When I was in college, a friend of mine decided the best birthday gift for his jock roommate would be a striptease, and he would not be dissuaded. As the birthday party was winding down, my friend burst into the party wearing nothing but terrible lingerie and he proceeded to slowly strip. His roommate laughed as the joke began, but he grew increasingly alarmed, realizing that my friend might go the Full Monty. The jock began to plead with my friend not to go all the way (this was Indiana in the nineties, after all), but with a big build-up, my friend took it all off anyway. It has become the most memorable striptease in my (cough) semi-extensive memory.

From Denmark with Love, Vaquero Playground’s bawdy mashup of the James Bond franchise and Shakespeare’s Hamlet, will be memorable for much the same reason. It’s not that this play’s frantically crass humor crosses any final frontier of decency, although it definitely tap-dances on the bounds of taste. No, what makes this play memorable is the hacker mentality that it brings to comedy; it never plays it safe in its presentation. It feels as if scriptwriter John J. King and director Barlow Adamson concocted and constructed this play from an all-night giggle-fest, and now they are putting it on for friends. If you happen to get the humor, too, all the better, but they’re not going to stop and explain it to you.
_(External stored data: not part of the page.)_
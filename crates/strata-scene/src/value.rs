//! Typed attribute values.

use std::fmt;
use std::sync::Arc;

use strata_core::math::{Vec2, Vec3, Vec4};

/// Interpolation domain of a primvar.
#[derive(Debug, Clone, Copy, PartialEq, Eq, Hash)]
pub enum Interpolation {
    /// One value for the whole primitive.
    Constant,
    /// One value per authored face (or curve).
    Uniform,
    /// One value per point, interpolated linearly.
    Varying,
    /// One value per point, interpolated with the surface basis.
    Vertex,
    /// One value per face corner.
    FaceVarying,
}

impl Interpolation {
    pub const ALL: [Interpolation; 5] = [
        Interpolation::Constant,
        Interpolation::Uniform,
        Interpolation::Varying,
        Interpolation::Vertex,
        Interpolation::FaceVarying,
    ];
}

/// Element type of a [`Value`].
#[derive(Debug, Clone, Copy, PartialEq, Eq, Hash)]
pub enum ValueType {
    Float,
    Int,
    Vec2,
    Vec3,
    Vec4,
}

impl ValueType {
    /// Number of scalar components per element.
    pub fn components(self) -> usize {
        match self {
            ValueType::Float | ValueType::Int => 1,
            ValueType::Vec2 => 2,
            ValueType::Vec3 => 3,
            ValueType::Vec4 => 4,
        }
    }

    pub fn is_float(self) -> bool {
        !matches!(self, ValueType::Int)
    }

    pub fn element_size(self) -> usize {
        self.components() * 4
    }
}

impl fmt::Display for ValueType {
    fn fmt(&self, f: &mut fmt::Formatter<'_>) -> fmt::Result {
        let name = match self {
            ValueType::Float => "float",
            ValueType::Int => "int",
            ValueType::Vec2 => "float2",
            ValueType::Vec3 => "float3",
            ValueType::Vec4 => "float4",
        };
        f.write_str(name)
    }
}

/// An array-valued attribute as pulled from the scene.
///
/// Arrays are reference counted so values move between the scene, buffer
/// sources and samplers without copying.
#[derive(Debug, Clone, Default, PartialEq)]
pub enum Value {
    /// No value authored.
    #[default]
    Empty,
    Float(Arc<[f32]>),
    Int(Arc<[i32]>),
    Vec2(Arc<[Vec2]>),
    Vec3(Arc<[Vec3]>),
    Vec4(Arc<[Vec4]>),
}

impl Value {
    pub fn value_type(&self) -> Option<ValueType> {
        match self {
            Value::Empty => None,
            Value::Float(_) => Some(ValueType::Float),
            Value::Int(_) => Some(ValueType::Int),
            Value::Vec2(_) => Some(ValueType::Vec2),
            Value::Vec3(_) => Some(ValueType::Vec3),
            Value::Vec4(_) => Some(ValueType::Vec4),
        }
    }

    /// Number of elements.
    pub fn len(&self) -> usize {
        match self {
            Value::Empty => 0,
            Value::Float(v) => v.len(),
            Value::Int(v) => v.len(),
            Value::Vec2(v) => v.len(),
            Value::Vec3(v) => v.len(),
            Value::Vec4(v) => v.len(),
        }
    }

    /// True for [`Value::Empty`] and for zero-length arrays.
    pub fn is_empty(&self) -> bool {
        self.len() == 0
    }

    pub fn as_vec3(&self) -> Option<&Arc<[Vec3]>> {
        match self {
            Value::Vec3(v) => Some(v),
            _ => None,
        }
    }

    pub fn as_float(&self) -> Option<&Arc<[f32]>> {
        match self {
            Value::Float(v) => Some(v),
            _ => None,
        }
    }

    /// Raw bytes of the array, as they would be uploaded.
    pub fn as_bytes(&self) -> &[u8] {
        match self {
            Value::Empty => &[],
            Value::Float(v) => bytemuck::cast_slice(v),
            Value::Int(v) => bytemuck::cast_slice(v),
            Value::Vec2(v) => bytemuck::cast_slice(v),
            Value::Vec3(v) => bytemuck::cast_slice(v),
            Value::Vec4(v) => bytemuck::cast_slice(v),
        }
    }

    /// Element `index` widened to float components, or `None` for integer
    /// data and out-of-range indices.
    pub fn float_components(&self, index: usize) -> Option<[f32; 4]> {
        match self {
            Value::Float(v) => v.get(index).map(|x| [*x, 0.0, 0.0, 0.0]),
            Value::Vec2(v) => v.get(index).map(|x| [x.x, x.y, 0.0, 0.0]),
            Value::Vec3(v) => v.get(index).map(|x| [x.x, x.y, x.z, 0.0]),
            Value::Vec4(v) => v.get(index).map(|x| x.to_array()),
            Value::Empty | Value::Int(_) => None,
        }
    }

    /// Gather elements by index; out-of-range indices read as zero.
    pub fn gather(&self, indices: impl IntoIterator<Item = usize>) -> Value {
        fn pick<T: Copy + Default>(src: &[T], indices: impl IntoIterator<Item = usize>) -> Arc<[T]> {
            indices
                .into_iter()
                .map(|i| src.get(i).copied().unwrap_or_default())
                .collect()
        }
        match self {
            Value::Empty => Value::Empty,
            Value::Float(v) => Value::Float(pick(v, indices)),
            Value::Int(v) => Value::Int(pick(v, indices)),
            Value::Vec2(v) => Value::Vec2(pick(v, indices)),
            Value::Vec3(v) => Value::Vec3(pick(v, indices)),
            Value::Vec4(v) => Value::Vec4(pick(v, indices)),
        }
    }
}

impl From<Vec<f32>> for Value {
    fn from(v: Vec<f32>) -> Self {
        Value::Float(v.into())
    }
}

impl From<Vec<i32>> for Value {
    fn from(v: Vec<i32>) -> Self {
        Value::Int(v.into())
    }
}

impl From<Vec<Vec2>> for Value {
    fn from(v: Vec<Vec2>) -> Self {
        Value::Vec2(v.into())
    }
}

impl From<Vec<Vec3>> for Value {
    fn from(v: Vec<Vec3>) -> Self {
        Value::Vec3(v.into())
    }
}

impl From<Vec<Vec4>> for Value {
    fn from(v: Vec<Vec4>) -> Self {
        Value::Vec4(v.into())
    }
}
This devil-may-care ethos is the play’s greatest strength, and its greatest weakness. It’s a mash-up in every true sense of the word, not just of plot, but of every comic device under the sun. It ensures that while the play is never boring, it sometimes strays into incomprehensible, especially when the accents get thick. (For some reason, the play needs every European accent imaginable, including not one, but two Scottish dialects.) Also, the writer and director refuse to hold their most shocking cards to last, instead blowing their wad early with some of the bawdiest jokes and then hitting those jokes again and again, gleefully.

And it’s this gleefulness, and the brevity of the script, that makes the play ultimately fun to watch. The cast never takes itself seriously and it is not above whoring itself to the audience for laughs (that’s a compliment). There’s such a renegade vibe to this production that the cast doesn’t even seem to revere its own script, let alone give a shit about honoring the ridiculous source material. (Hamlet, come on, just kill the guy, okay?) King and the production team show they have the chops to make a slick production, as evidenced by the spot-on multi-media opening credits, but they consciously decided this isn’t that kind of a party. It’s that kind of vibe that will make this play memorable for me, and could make future King scripts downright dangerous to the world of comedy.

 (A closing note: On opening night of this show, King fulfills a bet, in honor of a near-sellout crowd, to do an aftershow speech in his all-togethers. This is not for the faint of heart.)